There is one interesting little puzzle concerning Zelda that no biographer has explained, at least as far as I'm aware. She was noted for whispering a strange and cryptic remark as she was introduced to various people, namely "I hope you die in the marble ring!" This comment puzzled me for several years until the meaning suddenly emerged. In the bad old days before flush toilets were installed in the Deep South, the seats in the privies or outhouses of upper class people were made of marble, and you would carefully position your body over the marble opening or ring in order to perform your bodily functions. But imagine how terrible it would be if you slipped through the marble ring and tumbled into the pool of filth below to drown in horrible squalor. Thus Zelda was actually saying, I hope you drown in sewage!

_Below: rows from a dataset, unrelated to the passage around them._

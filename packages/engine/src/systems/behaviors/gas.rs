//! Gas - steam, smoke, hot smoke, gas, cryo, dust, plasma
//!
//! Gases rise with a random sideways drift and dissipate at a fixed per-update
//! rate. Most only move on a fraction of updates so clouds linger.

use super::explosion::{explode, Blast};
use super::{UpdateContext, CARDINAL};
use crate::domain::materials::{
    MAT_BLACK_HOLE, MAT_BOUNDARY, MAT_CRYO, MAT_EMBER, MAT_FIRE, MAT_GAS, MAT_ICE, MAT_LAVA,
    MAT_MAGMA_ROCK, MAT_PLASMA, MAT_SMOKE, MAT_STEAM, MAT_STONE, MAT_WATER,
};

const IGNITE_RADIUS: i32 = 3;
const CRYO_TEMPERATURE: f32 = -100.0;
const PLASMA_TEMPERATURE: f32 = 3000.0;

/// Dissipate with probability `decay`, otherwise drift on a `move_chance` share of updates.
fn drift(ctx: &mut UpdateContext, decay: f32, move_chance: f32) -> bool {
    if ctx.chance(decay) {
        ctx.replace_self(0);
        return true;
    }
    if !ctx.chance(move_chance) {
        return false;
    }
    ctx.rise_or_slip()
}

pub(super) fn update_steam(ctx: &mut UpdateContext) -> bool {
    if ctx.chance(0.005) {
        ctx.replace_self(0);
        return true;
    }
    if ctx.temp() < 60.0 && ctx.chance(0.01) {
        ctx.replace_self(MAT_WATER);
        return true;
    }
    if !ctx.chance(0.3) {
        return false;
    }

    let (x, y) = (ctx.x, ctx.y);
    let tx = x + ctx.rng.jitter();
    match ctx.grid.get(tx, y - 1) {
        0 => {
            ctx.grid.move_cell(x, y, tx, y - 1);
            true
        }
        MAT_WATER | MAT_ICE => {
            // condenses on contact
            if ctx.chance(0.2) {
                ctx.replace_self(MAT_WATER);
                return true;
            }
            false
        }
        MAT_BOUNDARY => false,
        _ => {
            if tx != x && ctx.grid.get(tx, y) == 0 {
                ctx.grid.move_cell(x, y, tx, y);
                return true;
            }
            false
        }
    }
}

pub(super) fn update_smoke(ctx: &mut UpdateContext) -> bool {
    drift(ctx, 0.02, 0.2)
}

pub(super) fn update_hot_smoke(ctx: &mut UpdateContext) -> bool {
    if ctx.chance(0.03) {
        ctx.replace_self(MAT_SMOKE);
        return true;
    }
    drift(ctx, 0.01, 1.0)
}

pub(super) fn update_gas(ctx: &mut UpdateContext) -> bool {
    let temp = ctx.temp();
    if temp < -50.0 && ctx.chance(0.15) {
        ctx.replace_self(MAT_CRYO);
        return true;
    }
    if temp > 1500.0 && ctx.chance(0.2) {
        ctx.replace_self(MAT_PLASMA);
        return true;
    }
    let flame_nearby = ctx
        .find_cardinal(|id| matches!(id, MAT_FIRE | MAT_EMBER | MAT_LAVA))
        .is_some();
    if (temp > 200.0 || flame_nearby) && ctx.chance(0.3) {
        ignite(ctx);
        return true;
    }

    for (dx, dy) in CARDINAL {
        let turns_into = match ctx.at(dx, dy) {
            MAT_ICE if ctx.chance(0.08) => MAT_CRYO,
            MAT_LAVA if ctx.chance(0.15) => MAT_PLASMA,
            MAT_CRYO if ctx.chance(0.05) => MAT_CRYO,
            MAT_PLASMA if ctx.chance(0.1) => MAT_PLASMA,
            _ => continue,
        };
        ctx.replace_self(turns_into);
        return true;
    }

    drift(ctx, 0.002, 0.4)
}

/// Flash every gas cell within the radius and scatter fire into empty space.
fn ignite(ctx: &mut UpdateContext) {
    let (cx, cy) = (ctx.x, ctx.y);
    let r = IGNITE_RADIUS;
    for dy in -r..=r {
        for dx in -r..=r {
            if dx * dx + dy * dy > r * r {
                continue;
            }
            let (nx, ny) = (cx + dx, cy + dy);
            match ctx.grid.get(nx, ny) {
                MAT_GAS => ctx.grid.set(nx, ny, MAT_FIRE),
                0 if ctx.chance(0.5) => ctx.grid.set(nx, ny, MAT_FIRE),
                _ => {}
            }
        }
    }
    ctx.grid.set(cx, cy, MAT_FIRE);
}

pub(super) fn update_cryo(ctx: &mut UpdateContext) -> bool {
    let (x, y) = (ctx.x, ctx.y);
    ctx.grid.set_temp(x, y, CRYO_TEMPERATURE);

    for (dx, dy) in CARDINAL {
        let (nx, ny) = (x + dx, y + dy);
        match ctx.grid.get(nx, ny) {
            MAT_WATER => {
                if ctx.chance(0.15) {
                    ctx.grid.set(nx, ny, MAT_ICE);
                    ctx.grid.set_temp(nx, ny, -20.0);
                }
            }
            MAT_STEAM => {
                if ctx.chance(0.2) {
                    ctx.grid.set(nx, ny, MAT_WATER);
                }
            }
            MAT_FIRE | MAT_EMBER => {
                ctx.grid.set(nx, ny, MAT_STEAM);
                if ctx.chance(0.3) {
                    ctx.replace_self(0);
                    return true;
                }
            }
            MAT_LAVA => {
                if ctx.chance(0.2) {
                    ctx.grid.set(nx, ny, MAT_MAGMA_ROCK);
                    ctx.replace_self(MAT_STEAM);
                    return true;
                }
            }
            _ => {}
        }
    }

    drift(ctx, 0.015, 0.5)
}

pub(super) fn update_dust(ctx: &mut UpdateContext) -> bool {
    let spark = ctx
        .find_cardinal(|id| matches!(id, MAT_FIRE | MAT_EMBER | MAT_LAVA | MAT_PLASMA))
        .is_some();
    if spark {
        let (x, y) = (ctx.x, ctx.y);
        explode(ctx, x, y, Blast::new(4, 4.0));
        return true;
    }
    drift(ctx, 0.005, 0.3)
}

pub(super) fn update_plasma(ctx: &mut UpdateContext) -> bool {
    let (x, y) = (ctx.x, ctx.y);
    ctx.grid.set_temp(x, y, PLASMA_TEMPERATURE);

    for (dx, dy) in CARDINAL {
        let (nx, ny) = (x + dx, y + dy);
        let id = ctx.grid.get(nx, ny);
        if matches!(id, 0 | MAT_BOUNDARY | MAT_STONE | MAT_PLASMA | MAT_BLACK_HOLE) {
            continue;
        }
        if ctx.chance(0.3) {
            let product = if ctx.chance(0.5) { MAT_FIRE } else { MAT_SMOKE };
            ctx.grid.set(nx, ny, product);
        }
    }

    if ctx.chance(0.05) {
        ctx.replace_self(MAT_FIRE);
        return true;
    }
    ctx.rise_or_slip()
}
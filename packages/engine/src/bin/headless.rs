//! Headless runner: load a snapshot (or start from a seeded scene), run N
//! frames and optionally save the result.

use std::path::PathBuf;
use std::sync::Arc;

use anyhow::{bail, Context};
use clap::Parser;
use sandy_engine::domain::materials::{MAT_SAND, MAT_STONE, MAT_WATER};
use sandy_engine::{Coordinator, FrameOutput, MaterialRegistry, SimulationConfig, World};

#[derive(Parser, Debug)]
#[command(author, version, about, long_about = None)]
struct Args {
    /// Snapshot to load before stepping
    #[arg(long)]
    load: Option<PathBuf>,

    /// Where to write the final snapshot
    #[arg(long)]
    save: Option<PathBuf>,

    /// Frames to simulate
    #[arg(long, default_value = "600")]
    frames: u64,

    /// World width in cells (overrides --config)
    #[arg(long)]
    width: Option<u32>,

    /// World height in cells
    #[arg(long)]
    height: Option<u32>,

    /// Worker threads; 0 runs the single-threaded world
    #[arg(long)]
    threads: Option<usize>,

    /// RNG seed
    #[arg(long)]
    seed: Option<u64>,

    /// JSON simulation config
    #[arg(long)]
    config: Option<PathBuf>,

    /// JSON material bundle replacing the built-in table
    #[arg(long)]
    materials: Option<PathBuf>,

    /// Start from a small sand/water/stone scene instead of an empty world
    #[arg(long)]
    demo: bool,

    /// Log a progress line every N frames (0 = never)
    #[arg(long, default_value = "60")]
    report_every: u64,

    /// Print the last frame's perf stats as JSON
    #[arg(long)]
    perf: bool,
}

/// Either driver behind one interface for the run loop.
enum Driver {
    Threaded(Coordinator),
    Inline(World),
}

impl Driver {
    fn step(&mut self) -> anyhow::Result<FrameOutput> {
        match self {
            Driver::Threaded(c) => Ok(c.advance_frame()?),
            Driver::Inline(w) => Ok(w.step()),
        }
    }

    fn load(&mut self, data: &[u8]) -> anyhow::Result<()> {
        let info = match self {
            Driver::Threaded(c) => c.load_snapshot(data)?,
            Driver::Inline(w) => w.load_snapshot(data)?,
        };
        log::info!("snapshot: v{} {}x{}, {} particles", info.version, info.width, info.height, info.particles);
        Ok(())
    }

    fn save(&self) -> Vec<u8> {
        match self {
            Driver::Threaded(c) => c.save_snapshot(),
            Driver::Inline(w) => w.save_snapshot(),
        }
    }

    fn fill_rect(&mut self, x: i32, y: i32, width: u32, height: u32, id: u8) -> usize {
        match self {
            Driver::Threaded(c) => c.fill_rect(x, y, width, height, id),
            Driver::Inline(w) => w.fill_rect(x, y, width, height, id),
        }
    }

    fn dimensions(&self) -> (u32, u32) {
        match self {
            Driver::Threaded(c) => (c.width(), c.height()),
            Driver::Inline(w) => (w.width(), w.height()),
        }
    }
}

fn build_config(args: &Args) -> anyhow::Result<SimulationConfig> {
    let mut config = match &args.config {
        Some(path) => {
            let json = std::fs::read_to_string(path)
                .with_context(|| format!("reading config {}", path.display()))?;
            SimulationConfig::from_json(&json)?
        }
        None => SimulationConfig::default(),
    };
    if let Some(w) = args.width {
        config.width = w;
    }
    if let Some(h) = args.height {
        config.height = h;
    }
    if let Some(t) = args.threads {
        config.workers = t;
    }
    if let Some(s) = args.seed {
        config.seed = s;
    }
    if args.perf {
        config.enable_perf_metrics = true;
    }
    config.validate()?;
    Ok(config)
}

fn seed_demo(driver: &mut Driver) {
    let (w, h) = driver.dimensions();
    let (w, h) = (w as i32, h as i32);
    driver.fill_rect(0, h - 4, w as u32, 4, MAT_STONE);
    driver.fill_rect(w / 8, h / 8, (w / 4) as u32, (h / 6) as u32, MAT_SAND);
    driver.fill_rect(w / 2, h / 8, (w / 4) as u32, (h / 6) as u32, MAT_WATER);
}

fn main() -> anyhow::Result<()> {
    env_logger::Builder::from_env(env_logger::Env::default().default_filter_or("info")).init();
    let args = Args::parse();

    if args.load.is_some() && args.demo {
        bail!("--load and --demo are mutually exclusive");
    }

    let config = build_config(&args)?;
    let registry = match &args.materials {
        Some(path) => {
            let json = std::fs::read_to_string(path)
                .with_context(|| format!("reading material bundle {}", path.display()))?;
            MaterialRegistry::from_bundle_json(&json)?
        }
        None => MaterialRegistry::with_builtins(),
    };
    let registry = Arc::new(registry);

    // explicit 0 threads selects the inline world; 0 in a config file means "auto"
    let mut driver = if args.threads == Some(0) {
        Driver::Inline(World::new(config, registry)?)
    } else {
        Driver::Threaded(Coordinator::new(config, registry)?)
    };

    if let Some(path) = &args.load {
        let data = std::fs::read(path).with_context(|| format!("reading snapshot {}", path.display()))?;
        driver.load(&data)?;
    } else if args.demo {
        seed_demo(&mut driver);
    }

    let started = std::time::Instant::now();
    let mut last = FrameOutput::default();
    for _ in 0..args.frames {
        last = driver.step()?;
        if args.report_every > 0 && last.frame % args.report_every == 0 {
            log::info!(
                "frame {}: {} cells, {} updated, {} active chunks, {} off-grid",
                last.frame,
                last.particle_count,
                last.cells_updated,
                last.active_chunks,
                last.offgrid_count()
            );
        }
    }
    let elapsed = started.elapsed();
    log::info!(
        "{} frames in {:.2?} ({:.1} fps), {} cells alive",
        args.frames,
        elapsed,
        args.frames as f64 / elapsed.as_secs_f64().max(f64::EPSILON),
        last.particle_count
    );

    if args.perf {
        if let Some(perf) = &last.perf {
            println!("{}", serde_json::to_string_pretty(perf)?);
        }
    }

    if let Some(path) = &args.save {
        let bytes = driver.save();
        std::fs::write(path, &bytes).with_context(|| format!("writing snapshot {}", path.display()))?;
        log::info!("saved {} bytes to {}", bytes.len(), path.display());
    }
    Ok(())
}
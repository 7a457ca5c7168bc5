use sandy_engine::domain::materials::{MaterialKind, MAT_EMPTY, MAT_SAND, MAT_WATER};
use sandy_engine::{EngineError, MaterialRegistry, World};

#[test]
fn bundle_overrides_builtins_and_keeps_invariants() {
    let json = r#"{
        "formatVersion": 1,
        "materials": [
            { "id": 3, "name": "Heavy Water", "kind": "water", "density": 12 },
            { "id": 40, "name": "Red Sand", "kind": "sand", "color": 16711680 }
        ]
    }"#;
    let registry = MaterialRegistry::from_bundle_json(json).expect("bundle should parse");

    assert!(registry.is_registered(MAT_EMPTY));
    assert!(registry.is_registered(MAT_SAND));
    assert_eq!(registry.id_by_name("Heavy Water"), Some(MAT_WATER));
    assert_eq!(registry.density(MAT_WATER), 12);
    assert!(registry.is_liquid(MAT_WATER));

    assert_eq!(registry.kind(40), MaterialKind::Sand);
    assert_eq!(registry.color(40), 0xFF0000);
    assert!(registry.can_sleep(40));

    let manifest = registry.manifest_json().unwrap();
    assert!(manifest.contains("Red Sand"));
}

#[test]
fn bundle_without_builtins_only_knows_its_entries() {
    let json = r#"{ "includeBuiltins": false, "materials": [ { "id": 9, "name": "Grit", "kind": "sand" } ] }"#;
    let registry = MaterialRegistry::from_bundle_json(json).unwrap();
    assert!(registry.is_registered(MAT_EMPTY));
    assert!(registry.is_registered(9));
    assert!(!registry.is_registered(MAT_SAND));
    assert_eq!(registry.len(), 2);
}

#[test]
fn bundle_rejects_reserved_ids_and_bad_ranges() {
    let boundary = r#"{ "materials": [ { "id": 255, "name": "Wall", "kind": "stone" } ] }"#;
    assert!(matches!(MaterialRegistry::from_bundle_json(boundary), Err(EngineError::Bundle(_))));

    let empty_slot = r#"{ "materials": [ { "id": 0, "name": "Void", "kind": "sand" } ] }"#;
    assert!(matches!(MaterialRegistry::from_bundle_json(empty_slot), Err(EngineError::Bundle(_))));

    let conductivity = r#"{ "materials": [ { "id": 50, "name": "Hot", "kind": "stone", "conductivity": 2.0 } ] }"#;
    assert!(matches!(MaterialRegistry::from_bundle_json(conductivity), Err(EngineError::Bundle(_))));

    let future = r#"{ "formatVersion": 99 }"#;
    assert!(matches!(MaterialRegistry::from_bundle_json(future), Err(EngineError::Bundle(_))));

    assert!(matches!(MaterialRegistry::from_bundle_json("{"), Err(EngineError::Json(_))));
}

#[test]
fn custom_powder_falls_like_sand() {
    let json = r#"{ "materials": [ { "id": 40, "name": "Red Sand", "kind": "sand" } ] }"#;
    let registry = std::sync::Arc::new(MaterialRegistry::from_bundle_json(json).unwrap());
    let mut world = World::new(sandy_engine::SimulationConfig::with_size(32, 32), registry).unwrap();
    assert!(world.place(4, 0, 40));
    for _ in 0..40 {
        world.step();
    }
    assert_eq!(world.grid().get(4, 31), 40);
}
//! Simulation - frame drivers over the shared grid
//!
//! `WorkerCore` is the per-thread engine: it owns a grid view, a fixed set of
//! chunks, an RNG stream and an off-grid particle pool, and runs one phase at
//! a time. Two drivers sit on top of it:
//!
//! - `Coordinator` runs one core per worker thread and steps them through the
//!   four checkerboard phases over channels.
//! - `World` runs a single core owning every chunk on the calling thread.
//!
//! Both prepare frames identically (occupancy scan, activity snapshot, phase
//! shuffle), so a one-worker coordinator and a world with the same seed
//! produce the same cells.

use std::sync::Arc;

use crate::core::rng::SimRng;
use crate::core::shared_memory::SharedMemory;
use crate::domain::registry::MaterialRegistry;
use crate::spatial::chunks::{ChunkAssignment, ChunkBitmap, PhaseColor};
use crate::spatial::grid::Grid;
use crate::systems::offgrid::{integrate_particles, IntegrateStats, ParticlePool};
use crate::systems::temperature::{conduct_chunks, ConductionStats};

#[path = "perf/perf_timer.rs"]
mod perf_timer;
#[path = "perf/perf_stats.rs"]
mod perf_stats;
#[path = "init/settings.rs"]
mod settings;
#[path = "init/init.rs"]
mod init;
#[path = "step/phase_runner.rs"]
mod phase_runner;
#[path = "step/frame.rs"]
mod frame;
#[path = "worker/protocol.rs"]
mod protocol;
#[path = "worker/thread.rs"]
mod worker_thread;
#[path = "commands/commands.rs"]
mod commands;
mod coordinator;
mod world;

pub use coordinator::Coordinator;
pub use frame::FrameOutput;
pub use perf_stats::PerfStats;
pub use protocol::{WorkerCommand, WorkerReply};
pub use settings::{SimulationConfig, MAX_WORKERS};
pub use world::World;

use perf_timer::PerfTimer;

/// What one worker did during a phase.
#[derive(Debug, Default)]
pub struct PhaseReport {
    pub cells_updated: u32,
    /// Off-grid pool contents after integration; frame-start phases only.
    pub particle_buffer: Option<Vec<f32>>,
    pub conduction: ConductionStats,
    pub offgrid: IntegrateStats,
}

/// Per-thread simulation state.
pub struct WorkerCore {
    worker_id: usize,
    grid: Grid,
    registry: Arc<MaterialRegistry>,
    chunks: Vec<ChunkAssignment>,
    /// Active-this-frame snapshot from the driver.
    active: Arc<ChunkBitmap>,
    rng: SimRng,
    pool: ParticlePool,
    /// Shuffled local cell order, reused across chunks.
    scratch: Vec<u16>,
    gravity: f32,
    terminal_velocity: f32,
}

impl WorkerCore {
    pub fn new(
        worker_id: usize,
        shared: Arc<SharedMemory>,
        registry: Arc<MaterialRegistry>,
        chunks: Vec<ChunkAssignment>,
        config: &SimulationConfig,
    ) -> Self {
        init::create_worker_core(worker_id, shared, registry, chunks, config)
    }

    pub fn worker_id(&self) -> usize { self.worker_id }

    pub fn grid(&self) -> &Grid { &self.grid }

    pub fn grid_mut(&mut self) -> &mut Grid { &mut self.grid }

    pub fn registry(&self) -> &Arc<MaterialRegistry> { &self.registry }

    pub fn chunks(&self) -> &[ChunkAssignment] { &self.chunks }

    pub fn pool(&self) -> &ParticlePool { &self.pool }

    pub fn set_active(&mut self, active: Arc<ChunkBitmap>) {
        self.active = active;
    }

    /// Drop in-flight off-grid particles and pending spawns.
    pub fn reset_particles(&mut self) {
        self.pool.clear();
        self.grid.take_queued();
    }

    /// Run the rules for `color`. The first phase of a frame also conducts
    /// heat and integrates the off-grid pool afterwards.
    pub fn run_phase(&mut self, color: PhaseColor, frame: u64, frame_start: bool) -> PhaseReport {
        self.grid.begin_frame(frame);
        let mut report = PhaseReport {
            cells_updated: phase_runner::run_rules(self, color, frame),
            ..PhaseReport::default()
        };

        if frame_start {
            report.conduction = conduct_chunks(&mut self.grid, &self.registry, &self.chunks, &self.active);
            report.offgrid = integrate_particles(&mut self.pool, &mut self.grid, &self.registry, &mut self.rng);
            report.particle_buffer = self.pool.to_buffer();
        }

        self.grid.end_frame();
        report
    }
}

#[cfg(test)]
mod tests {
    use super::*;
    use crate::core::constants::SLEEP_THRESHOLD;
    use crate::domain::materials::{MAT_SAND, MAT_STONE};
    use crate::spatial::chunks::assign_round_robin;
    use crate::systems::offgrid::OffGridParticle;

    fn core_for(width: u32, height: u32) -> WorkerCore {
        let shared = Arc::new(SharedMemory::new(width, height).unwrap());
        let chunks = assign_round_robin(shared.layout(), 1).remove(0);
        let config = SimulationConfig::with_size(width, height);
        WorkerCore::new(0, shared, Arc::new(MaterialRegistry::with_builtins()), chunks, &config)
    }

    fn activate_all(core: &mut WorkerCore) {
        let total = core.grid.shared().layout().total_chunks();
        core.set_active(Arc::new(ChunkBitmap::all(total)));
    }

    #[test]
    fn inactive_chunks_are_skipped() {
        let mut core = core_for(64, 64);
        core.grid_mut().set(10, 10, MAT_SAND);
        let report = core.run_phase(PhaseColor::Red, 1, false);
        assert_eq!(report.cells_updated, 0);
        assert_eq!(core.grid().get(10, 10), MAT_SAND);
    }

    #[test]
    fn only_chunks_of_the_phase_color_run() {
        let mut core = core_for(128, 64);
        activate_all(&mut core);
        // chunk (1, 0) is Blue
        core.grid_mut().set(70, 10, MAT_SAND);
        for frame in 1..=2 {
            assert_eq!(core.run_phase(PhaseColor::Red, frame, false).cells_updated, 0);
            assert_eq!(core.run_phase(PhaseColor::Blue, frame, false).cells_updated, 1);
        }
        // first update only builds speed
        assert_eq!(core.grid().get(70, 10), 0);
        assert_eq!(core.grid().get(70, 11), MAT_SAND);
    }

    #[test]
    fn moved_cell_is_not_updated_twice_in_a_frame() {
        let mut core = core_for(64, 64);
        activate_all(&mut core);
        core.grid_mut().set(5, 5, MAT_SAND);
        core.grid_mut().set_velocity(5, 5, 1.0);
        let report = core.run_phase(PhaseColor::Red, 1, false);
        assert_eq!(report.cells_updated, 1);
        // one step per unit of speed: 1.5 floors to a single row
        assert_eq!(core.grid().get(5, 6), MAT_SAND);
        assert_eq!(core.grid().particle_count(), 1);
    }

    #[test]
    fn resting_cells_fall_asleep() {
        let mut core = core_for(64, 64);
        activate_all(&mut core);
        core.grid_mut().set(5, 63, MAT_STONE);
        core.grid_mut().set(6, 63, MAT_SAND);
        let idx = core.grid().index_unchecked(6, 63);

        for frame in 1..=40 {
            core.run_phase(PhaseColor::Red, frame, false);
        }
        assert_eq!(core.grid().sleep_timer(idx), SLEEP_THRESHOLD);
        assert_eq!(core.run_phase(PhaseColor::Red, 41, false).cells_updated, 0);
    }

    #[test]
    fn frame_start_returns_the_particle_buffer() {
        let mut core = core_for(64, 64);
        activate_all(&mut core);
        let report = core.run_phase(PhaseColor::Red, 1, true);
        assert!(report.particle_buffer.is_none());

        core.grid_mut()
            .queue_particle(OffGridParticle::new(10.0, 10.0, 0.0, 0.0, MAT_SAND, 0));
        let report = core.run_phase(PhaseColor::Red, 2, true);
        assert_eq!(report.offgrid.spawned, 1);
        assert_eq!(report.particle_buffer.map(|b| b.len()), Some(6));
    }
}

This is a very crude and vulgar remark, and it reveals the essential simplicity of Zelda's "country" upbringing which occurred in a strikingly unsophisticated rural environment as compared to the cosmopolitan New York society into which Scott dragged her. Perhaps it was the challenge of coping with the complexities of New York that initiated her downfall. No matter how many fountains she danced in, she was still a simple country girl and very much a fish out of water. Was Caligula actually the last Borgia pope? She didn't really know, and she must have been snubbed and mocked and insulted many, many times for her lack of education and culture. When Scott took her to France, she must have felt even more out of place. If we want to identify the triggering trauma that set off Zelda's mental decline, the shock of dealing with a sophisticated urban environment is as likely a candidate as anything else I can think of. It may also have helped to destroy Scott, but that's another problem altogether.
★ ★ ★ ☆ ☆
maryjoy
There are many problems with this book. Zelda was not a very likable woman. The first part of the book was interesting, but Zelda was narcissistic and evoked no compassion from me. It was difficult to understand why Scott Fitzgerald would want to marry her. Fitzgerald was an abusive alcoholic. Zelda and Fitzgerald had a very dysfunctional relationship, and it's difficult to read over 400 pages of a train wreck.
In my opinion, the book should have been at least 200 pages shorter. Most annoying, Nancy Milford summarizes Zelda's writing chapter by chapter, and the result is tedious as Zelda rambled. Milford summarized Scott's writing also, and I found that annoying as well. Way too much information.
★ ★ ★ ★ ★
julie vaden
Professor Milford wrote this biography of Zelda Fitzgerald as her master's thesis. Published in 1970, it was considered for the Pulitzer Prize and the National Book Award. Robert Osborne discussed the dynamics of the Fitzgeralds' relationship, and mentioned the book on TCM as the single account that shed some light on Zelda's creativity and squashed potential, rather than Zelda as merely mentally ill, with poor F. Scott, struggling to maintain. Milford reports the facts, which I appreciate in a biography. The professor's research is phenomenally well-structured, with plenty of anecdotal accounts of the history and life of the couple. The searing trajectory of Zelda Sayre is too bright for mortal eyes, like a nova. Destined for greatness with mutual admission, the Fitzgeralds were interchangeably committed to implosion. Together, Zelda and F. Scott were burned by a hyperbright 3rd chakra. Manipura, "Lustrous Gem" - its issues are personal power, self-esteem, willfullness and energy. Overshadowed is 2nd Chakra with its manifestation of creativity, emotion and relationships. Dimmed as well is 4th Chakra - acceptance, trust, compassion and love. Doubting, jealous, self-absorbed and deeply willful and energetic, the Fitzgeralds careened through the 20s and 30s, clutching for the keys to the kingdom they had imagined for themselves. Creative coupling is mercurial: drop either partner's dreams on the floor and only magic can reconnect the globules. And Zelda's dreams were definitively dashed. Narcissistic, driven, wildly creative, self-absorbed and destructive: in combination brilliant and doomed. F. Scott was an emotional and artistic thief and a cruel coward to boot; aided and abetted by publishers and certain acquaintances. Double helix of malfunctioning emotional DNA. Brilliant, creative and doomed.
★ ★ ★ ★ ★
karen eckberg
Born in Montgomery, Alabama, Zelda Sayer Fitzgerald (1900-1948) was regarded as a rather eccentric character from an early age, a child, teenager, and woman who had no qualm in acting on impulses that frequently flew in the face of all that was regarded as proper in the pre-feminist era. At the time such behaviors launched her to fame as the embodiment of the Roaring Twenties, but given knowledge of family history and the benefit of hindsight, they now seem percursors to the descent into insanity that marked her adult life and for which she is now best known.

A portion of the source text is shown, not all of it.